Im Spiel um die wirtschaftlichen Gleichgewichte des Staates kann das jüngste Versprechen Macrons, 200 Milliarden Euro in die Erneuerung der Ausrüstung der Streitkräfte und ihre Reorganisation nach einem modernisierten Schlüssel zu investieren, begleitet von einer Andeutung der möglichen Wiedereinführung der Wehrpflicht, nicht zum Nulltarif erwartet werden. Kosten, die natürlich sofort und wie immer vollständig auf den Schultern der Steuerzahler, der Arbeitnehmer, der Jugendlichen, der Frauen und derjenigen, die an der Grenze zwischen Arbeitslosigkeit und “Schwarzarbeit” leben, lasten. Das macht es dem diensthabenden “Mario Antonietto” unmöglich, auch nur Brioches anzubieten, um den Zorn der Öffentlichkeit zu besänftigen.

Ja, es muss also wie in Frankreich ein Klassenwiderstand geleistet werden.

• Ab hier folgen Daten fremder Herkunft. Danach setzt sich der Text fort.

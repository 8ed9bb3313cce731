//! Heartbeat ping cadence and stale connection detection.
//!
//! Uses a 100ms ping interval, so a connection without pongs is stale once
//! 5 * 100 + 500 = 1000ms have passed since the socket opened.

use std::time::Duration;

use serde_json::json;

use super::harness::{advance, wait_until, TestHarness};
use crate::config::ClientOptions;
use crate::error::ErrorKind;
use crate::events::EventName;

fn fast_heartbeat() -> TestHarness {
    TestHarness::with_options(ClientOptions {
        ping_interval_ms: 100,
        ..ClientOptions::default()
    })
}

fn pings(sent: &[String]) -> usize {
    sent.iter().filter(|t| *t == "ping").count()
}

#[tokio::test(start_paused = true)]
async fn test_pings_every_interval() {
    let h = fast_heartbeat();
    let connection = h.connect_and_authenticate().await;
    assert_eq!(pings(&connection.sent_types()), 0);

    advance(350).await;
    assert_eq!(pings(&connection.sent_types()), 3);
    assert_eq!(connection.sent().last().unwrap(), &json!({ "type": "ping" }));
}

/// Pings are published as `messageSent` like any other outbound frame.
#[tokio::test(start_paused = true)]
async fn test_pings_are_published() {
    let h = fast_heartbeat();
    h.connect_and_authenticate().await;
    h.clear_events();

    advance(150).await;
    assert_eq!(h.event_names(), vec![EventName::MessageSent]);
}

/// Without pongs the socket is closed and reported as unreachable.
#[tokio::test(start_paused = true)]
async fn test_missing_pongs_close_socket() {
    let h = fast_heartbeat();
    let connection = h.connect_and_authenticate().await;

    advance(950).await;
    assert!(!connection.is_closed());

    advance(200).await;
    assert!(connection.is_closed());
    let errors = h.errors();
    assert_eq!(errors.len(), 1);
    assert_eq!(errors[0].kind(), ErrorKind::ServerConnection);
    assert_eq!(h.count(EventName::Disconnect), 1);
    assert_eq!(
        h.state_event_names(),
        vec![EventName::Connect, EventName::Error, EventName::Disconnect]
    );
    assert!(!h.client.connected());
}

/// The stale error is published before the disconnect it causes, even when
/// the socket pump runs on another worker while error listeners are slow.
#[tokio::test(flavor = "multi_thread", worker_threads = 2)]
async fn test_stale_error_precedes_disconnect_across_threads() {
    let h = fast_heartbeat();
    h.client.on(EventName::Error, |_| {
        std::thread::sleep(Duration::from_millis(50));
    });

    h.client.connect();
    let connection = h.transport.latest();
    connection.open();
    connection.deliver(json!({ "type": "authenticated" }));
    wait_until(|| h.client.connected()).await;

    wait_until(|| h.count(EventName::Disconnect) == 1).await;
    assert_eq!(
        h.state_event_names(),
        vec![EventName::Connect, EventName::Error, EventName::Disconnect]
    );
}

/// A stale socket is reconnected like any other closed socket.
#[tokio::test(start_paused = true)]
async fn test_stale_socket_reconnects() {
    let h = fast_heartbeat();
    h.connect_and_authenticate().await;

    advance(1_150).await;
    assert_eq!(h.transport.connection_count(), 1);

    advance(1_000).await;
    assert_eq!(h.transport.connection_count(), 2);
}

/// Regular pongs keep the socket alive indefinitely.
#[tokio::test(start_paused = true)]
async fn test_pongs_keep_socket_alive() {
    let h = fast_heartbeat();
    let connection = h.connect_and_authenticate().await;

    for _ in 0..20 {
        advance(200).await;
        connection.deliver(json!({ "type": "pong" }));
    }
    advance(50).await;

    assert!(!connection.is_closed());
    assert!(h.errors().is_empty());
    assert!(h.client.connected());
    assert!(pings(&connection.sent_types()) >= 40);
}

/// The heartbeat stops once the client disconnects.
#[tokio::test(start_paused = true)]
async fn test_no_pings_after_disconnect() {
    let h = fast_heartbeat();
    let connection = h.connect_and_authenticate().await;
    advance(250).await;
    let before = pings(&connection.sent_types());

    h.client.disconnect();
    advance(2_000).await;

    assert_eq!(pings(&connection.sent_types()), before);
    assert!(h.errors().is_empty());
}
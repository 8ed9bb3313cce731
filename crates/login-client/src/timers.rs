//! Named, cancellable background tasks owned by the client.

use std::collections::HashMap;

use tokio::task::JoinHandle;

/// What a timer is for. At most one task per slot.
#[derive(Debug, Clone, Copy, PartialEq, Eq, Hash)]
pub enum TimerSlot {
    /// Delayed `connect()` after a close.
    Reconnect,
    /// Wait after a failed token request before deciding to give up on the socket.
    Settle,
    /// Delayed close of an unauthenticated socket.
    HttpBackoff,
    Heartbeat,
    /// The running cookie/token handshake.
    Handshake,
    /// Cookie refresh requested by the server.
    SessionRefresh,
    /// Reads events from the current transport.
    Pump,
    /// Retry of one queued send.
    Send(u64),
}

/// Arena of task handles keyed by [`TimerSlot`].
#[derive(Debug, Default)]
pub struct Timers {
    handles: HashMap<TimerSlot, JoinHandle<()>>,
}

impl Timers {
    pub fn new() -> Self {
        Self::default()
    }

    /// Install `handle` in `slot`, aborting whatever was there.
    pub fn set(&mut self, slot: TimerSlot, handle: JoinHandle<()>) {
        if let Some(previous) = self.handles.insert(slot, handle) {
            previous.abort();
        }
    }

    /// Abort the task in `slot`. Returns false if the slot was empty.
    pub fn cancel(&mut self, slot: TimerSlot) -> bool {
        match self.handles.remove(&slot) {
            Some(handle) => {
                handle.abort();
                true
            }
            None => false,
        }
    }

    /// Drop the handle in `slot` without aborting it.
    ///
    /// Used by a task that is finishing on its own.
    pub fn forget(&mut self, slot: TimerSlot) {
        self.handles.remove(&slot);
    }

    /// Abort every task whose slot matches `predicate`.
    pub fn cancel_where<F>(&mut self, predicate: F)
    where
        F: Fn(&TimerSlot) -> bool,
    {
        self.handles.retain(|slot, handle| {
            if predicate(slot) {
                handle.abort();
                false
            } else {
                true
            }
        });
    }

    pub fn cancel_all(&mut self) {
        for (_, handle) in self.handles.drain() {
            handle.abort();
        }
    }

    /// True if `slot` holds a task that has not finished.
    pub fn is_active(&self, slot: TimerSlot) -> bool {
        self.handles
            .get(&slot)
            .map(|handle| !handle.is_finished())
            .unwrap_or(false)
    }

    /// Number of tasks still running.
    pub fn active_count(&self) -> usize {
        self.handles.values().filter(|h| !h.is_finished()).count()
    }
}

impl Drop for Timers {
    fn drop(&mut self) {
        self.cancel_all();
    }
}
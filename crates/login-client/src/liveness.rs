//! Heartbeat bookkeeping for the login socket.
//!
//! The periodic tick itself is a timer owned by the client; this type only
//! records when the peer last answered and decides when the link is stale.

use std::time::Duration;
use tokio::time::Instant;

/// Slack added on top of the missed-heartbeat budget.
const STALE_GRACE: Duration = Duration::from_millis(500);

/// Number of heartbeat intervals the server may stay silent.
const MISSED_HEARTBEATS: u32 = 5;

/// Tracks pong timestamps and detects a silent server.
#[derive(Debug, Clone)]
pub struct LivenessMonitor {
    interval: Duration,
    last_pong: Option<Instant>,
}

impl LivenessMonitor {
    pub fn new(interval: Duration) -> Self {
        Self {
            interval,
            last_pong: None,
        }
    }

    /// Heartbeat period.
    pub fn interval(&self) -> Duration {
        self.interval
    }

    /// Elapsed silence after which the connection counts as dead.
    pub fn stale_after(&self) -> Duration {
        self.interval * MISSED_HEARTBEATS + STALE_GRACE
    }

    /// Record the handshake start as the baseline for the first check.
    pub fn start(&mut self, now: Instant) {
        self.last_pong = Some(now);
    }

    /// Record an inbound pong.
    pub fn record_pong(&mut self, now: Instant) {
        self.last_pong = Some(now);
    }

    /// Forget all heartbeat state.
    pub fn reset(&mut self) {
        self.last_pong = None;
    }

    pub fn last_pong(&self) -> Option<Instant> {
        self.last_pong
    }

    /// True if a baseline exists and the server has been silent for too long.
    pub fn is_stale(&self, now: Instant) -> bool {
        match self.last_pong {
            Some(last) => now.saturating_duration_since(last) > self.stale_after(),
            None => false,
        }
    }
}
//! Login client error types.

use thiserror::Error;

/// Coarse classification of a [`ClientError`], used by event consumers that
/// only care about the failure category.
#[derive(Debug, Clone, Copy, PartialEq, Eq)]
pub enum ErrorKind {
    /// An event name outside the known vocabulary.
    UnknownEvent,
    /// The environment refuses the session cookie, so no session ID reaches the token.
    ThirdPartyCookiesBlocked,
    /// The server did not answer or the connection dropped before authenticating.
    ServerConnection,
    /// An HTTP request completed with a non-2xx status.
    Http,
    /// Request, socket or decoding failures below the protocol level.
    Network,
    /// The caller supplied something the client cannot act on.
    InvalidInput,
}

impl ErrorKind {
    /// Stable name used in serialized `error` events.
    pub fn as_str(&self) -> &'static str {
        match self {
            ErrorKind::UnknownEvent => "UnknownEvent",
            ErrorKind::ThirdPartyCookiesBlocked => "ThirdPartyCookiesBlocked",
            ErrorKind::ServerConnection => "ServerConnection",
            ErrorKind::Http => "Http",
            ErrorKind::Network => "Network",
            ErrorKind::InvalidInput => "InvalidInput",
        }
    }
}

/// Login client error type.
#[derive(Error, Debug)]
pub enum ClientError {
    /// Event name not in the closed event vocabulary
    #[error("Event {0} does not exist.")]
    UnknownEvent(String),

    /// Third-party cookies are blocked, the token carries no session ID
    #[error("Connection is not possible because third-party cookies are blocked.")]
    ThirdPartyCookiesBlocked,

    /// Server connection problem (no reply, dropped before authentication)
    #[error("Server connection error: {0}")]
    ServerConnection(String),

    /// Non-2xx HTTP response
    #[error("HTTP {status}: {message}")]
    Http { status: u16, message: String },

    /// HTTP request error
    #[error("HTTP request error: {0}")]
    Request(#[from] reqwest::Error),

    /// Transport-level send failure
    #[error("Transport error: {0}")]
    Transport(String),

    /// Token could not be decoded
    #[error("Invalid token: {0}")]
    InvalidToken(String),

    /// JSON serialization error
    #[error("JSON error: {0}")]
    Json(#[from] serde_json::Error),

    /// No user is logged in
    #[error("Not logged in")]
    NotLoggedIn,

    /// Empty or missing user name
    #[error("Name must not be empty")]
    InvalidName,

    /// Handshake input not valid in the current state
    #[error("Invalid state transition: {0}")]
    InvalidStateTransition(String),

    /// Configuration error
    #[error("Configuration error: {0}")]
    Config(String),

    /// URL parse error
    #[error("Invalid URL: {0}")]
    InvalidUrl(#[from] url::ParseError),

    /// IO error
    #[error("IO error: {0}")]
    Io(#[from] std::io::Error),
}

impl ClientError {
    /// Returns the coarse category of this error.
    pub fn kind(&self) -> ErrorKind {
        match self {
            ClientError::UnknownEvent(_) => ErrorKind::UnknownEvent,
            ClientError::ThirdPartyCookiesBlocked => ErrorKind::ThirdPartyCookiesBlocked,
            ClientError::ServerConnection(_) => ErrorKind::ServerConnection,
            ClientError::Http { .. } => ErrorKind::Http,
            ClientError::Request(_)
            | ClientError::Transport(_)
            | ClientError::InvalidToken(_)
            | ClientError::Json(_)
            | ClientError::Io(_) => ErrorKind::Network,
            ClientError::NotLoggedIn
            | ClientError::InvalidName
            | ClientError::InvalidStateTransition(_)
            | ClientError::Config(_)
            | ClientError::InvalidUrl(_) => ErrorKind::InvalidInput,
        }
    }

    /// Returns the HTTP status code if this error came from a non-2xx response.
    pub fn status(&self) -> Option<u16> {
        match self {
            ClientError::Http { status, .. } => Some(*status),
            ClientError::Request(e) => e.status().map(|s| s.as_u16()),
            _ => None,
        }
    }

    /// Returns true if this error is transient and the operation can be retried.
    ///
    /// Blocked third-party cookies are terminal for the current connection
    /// attempt; caller mistakes are never retried.
    pub fn is_transient(&self) -> bool {
        match self {
            ClientError::ServerConnection(_)
            | ClientError::Transport(_)
            | ClientError::Io(_) => true,
            ClientError::Http { status, .. } => *status >= 500 || *status == 429,
            ClientError::Request(e) => {
                if e.is_connect() || e.is_timeout() {
                    return true;
                }
                e.status().map(|s| s.is_server_error()).unwrap_or(true)
            }
            // The token endpoint occasionally answers with an HTML error page.
            ClientError::Json(_) | ClientError::InvalidToken(_) => true,
            _ => false,
        }
    }
}

/// Result type alias using ClientError.
pub type ClientResult<T> = Result<T, ClientError>;
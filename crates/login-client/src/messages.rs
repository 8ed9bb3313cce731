//! Login server wire messages.
//!
//! Everything on the socket is UTF-8 JSON. Outbound envelopes are
//! `{ "type": <kind>, ...fields }`; inbound envelopes carry `type` and, for
//! data-bearing kinds, a `data` object.

use serde::{Deserialize, Serialize};
use serde_json::{Map, Value};

/// A user record as sent by the server. Opaque apart from a few well-known keys.
#[derive(Debug, Clone, PartialEq, Serialize, Deserialize)]
#[serde(transparent)]
pub struct User(pub Value);

impl User {
    /// Resource URI used for profile updates.
    pub fn uri(&self) -> Option<&str> {
        self.0.get("uri").and_then(Value::as_str)
    }

    /// Display name.
    pub fn name(&self) -> Option<&str> {
        self.0.get("name").and_then(Value::as_str)
    }

    pub fn as_value(&self) -> &Value {
        &self.0
    }
}

/// A login provider descriptor.
#[derive(Debug, Clone, PartialEq, Serialize, Deserialize)]
#[serde(transparent)]
pub struct Provider(pub Value);

impl Provider {
    pub fn id(&self) -> Option<&str> {
        self.0.get("id").and_then(Value::as_str)
    }

    pub fn name(&self) -> Option<&str> {
        self.0.get("name").and_then(Value::as_str)
    }
}

/// Ordered provider list; order is significant for equality.
pub type ProviderList = Vec<Provider>;

/// Server metadata blob, replaced wholesale on every update.
#[derive(Debug, Clone, PartialEq, Serialize, Deserialize)]
#[serde(transparent)]
pub struct AboutInfo(pub Value);

impl AboutInfo {
    pub fn as_value(&self) -> &Value {
        &self.0
    }
}

/// Decoded inbound message.
#[derive(Debug, Clone, PartialEq)]
pub enum ServerMessage {
    /// Server greeting after the socket opens.
    Open,
    Providers(ProviderList),
    About(AboutInfo),
    Token {
        token: Option<String>,
        expires_in: Option<Value>,
    },
    Updated {
        user: User,
    },
    LoggedIn {
        user: User,
    },
    LoggedOut,
    /// Acknowledgement of our `authenticate` message.
    Authenticated,
    /// The cookie session is close to expiry and should be refreshed.
    SessionAboutToExpire,
    Pong,
    /// Any `type` this client does not know, kept verbatim for logging.
    Unrecognized { kind: String, raw: String },
}

#[derive(Deserialize)]
struct Envelope {
    #[serde(rename = "type")]
    kind: String,
    #[serde(default)]
    data: Value,
}

#[derive(Deserialize)]
struct ProvidersData {
    providers: ProviderList,
}

#[derive(Deserialize)]
#[serde(rename_all = "camelCase")]
struct TokenData {
    token: Option<String>,
    #[serde(default)]
    expires_in: Option<Value>,
}

#[derive(Deserialize)]
struct UserData {
    user: User,
}

impl ServerMessage {
    /// Decode a raw text frame.
    ///
    /// Fails on malformed JSON, a missing `type`, or a data-bearing kind whose
    /// `data` lacks the expected fields.
    pub fn parse(raw: &str) -> Result<Self, serde_json::Error> {
        let envelope: Envelope = serde_json::from_str(raw)?;
        let message = match envelope.kind.as_str() {
            "open" => ServerMessage::Open,
            "providers" => {
                let data: ProvidersData = serde_json::from_value(envelope.data)?;
                ServerMessage::Providers(data.providers)
            }
            "about" => {
                if envelope.data.is_null() {
                    return Err(serde::de::Error::missing_field("data"));
                }
                ServerMessage::About(AboutInfo(envelope.data))
            }
            "token" => {
                let data: TokenData = serde_json::from_value(envelope.data)?;
                ServerMessage::Token {
                    token: data.token,
                    expires_in: data.expires_in,
                }
            }
            "updated" => {
                let data: UserData = serde_json::from_value(envelope.data)?;
                ServerMessage::Updated { user: data.user }
            }
            "loggedIn" => {
                let data: UserData = serde_json::from_value(envelope.data)?;
                ServerMessage::LoggedIn { user: data.user }
            }
            "loggedOut" => ServerMessage::LoggedOut,
            "authenticated" => ServerMessage::Authenticated,
            "sessionAboutToExpire" => ServerMessage::SessionAboutToExpire,
            "pong" => ServerMessage::Pong,
            _ => ServerMessage::Unrecognized {
                kind: envelope.kind,
                raw: raw.to_string(),
            },
        };
        Ok(message)
    }

    /// Wire name of the message kind.
    pub fn kind(&self) -> &str {
        match self {
            ServerMessage::Open => "open",
            ServerMessage::Providers(_) => "providers",
            ServerMessage::About(_) => "about",
            ServerMessage::Token { .. } => "token",
            ServerMessage::Updated { .. } => "updated",
            ServerMessage::LoggedIn { .. } => "loggedIn",
            ServerMessage::LoggedOut => "loggedOut",
            ServerMessage::Authenticated => "authenticated",
            ServerMessage::SessionAboutToExpire => "sessionAboutToExpire",
            ServerMessage::Pong => "pong",
            ServerMessage::Unrecognized { kind, .. } => kind,
        }
    }
}

/// An outbound message: a `type` plus arbitrary top-level fields.
#[derive(Debug, Clone, PartialEq)]
pub struct ClientMessage {
    kind: String,
    fields: Map<String, Value>,
}

impl ClientMessage {
    pub fn new(kind: impl Into<String>) -> Self {
        Self {
            kind: kind.into(),
            fields: Map::new(),
        }
    }

    /// Create an `authenticate` message carrying the bearer token.
    pub fn authenticate(token: &str) -> Self {
        Self::new("authenticate").with_field("token", token)
    }

    /// Create a heartbeat `ping` message.
    pub fn ping() -> Self {
        Self::new("ping")
    }

    /// Add a top-level field. A field named `type` is ignored.
    pub fn with_field(mut self, key: &str, value: impl Into<Value>) -> Self {
        if key != "type" {
            self.fields.insert(key.to_string(), value.into());
        }
        self
    }

    pub fn kind(&self) -> &str {
        &self.kind
    }

    /// Serialize to JSON string.
    pub fn to_json(&self) -> Result<String, serde_json::Error> {
        serde_json::to_string(self)
    }
}

impl Serialize for ClientMessage {
    fn serialize<S: serde::Serializer>(&self, serializer: S) -> Result<S::Ok, S::Error> {
        use serde::ser::SerializeMap;

        let mut map = serializer.serialize_map(Some(self.fields.len() + 1))?;
        map.serialize_entry("type", &self.kind)?;
        for (key, value) in &self.fields {
            map.serialize_entry(key, value)?;
        }
        map.end()
    }
}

Ein breiter, hartnäckiger sozialer Kampf, bis zum bitteren Ende und ohne Rücksicht auf die Gegner, ist die einzige mögliche Form des Kampfes, zu dem uns der heutige Kapitalismus zwingt. Sowohl für soziale Forderungen als auch für den Widerstand gegen die Opfer, die uns bereits für den Krieg auferlegt werden. Machen wir uns das zunutze und zeigen wir damit, dass der Kampf gegen das Kapital und seine Funktionäre und der Kampf gegen den Krieg im Grunde genommen ein und dasselbe sind (5), denn jeder soziale Kampf dieser Größenordnung stellt notwendigerweise die Initiative des Kapitals in Frage und untergräbt sie. Auch und gerade den Krieg.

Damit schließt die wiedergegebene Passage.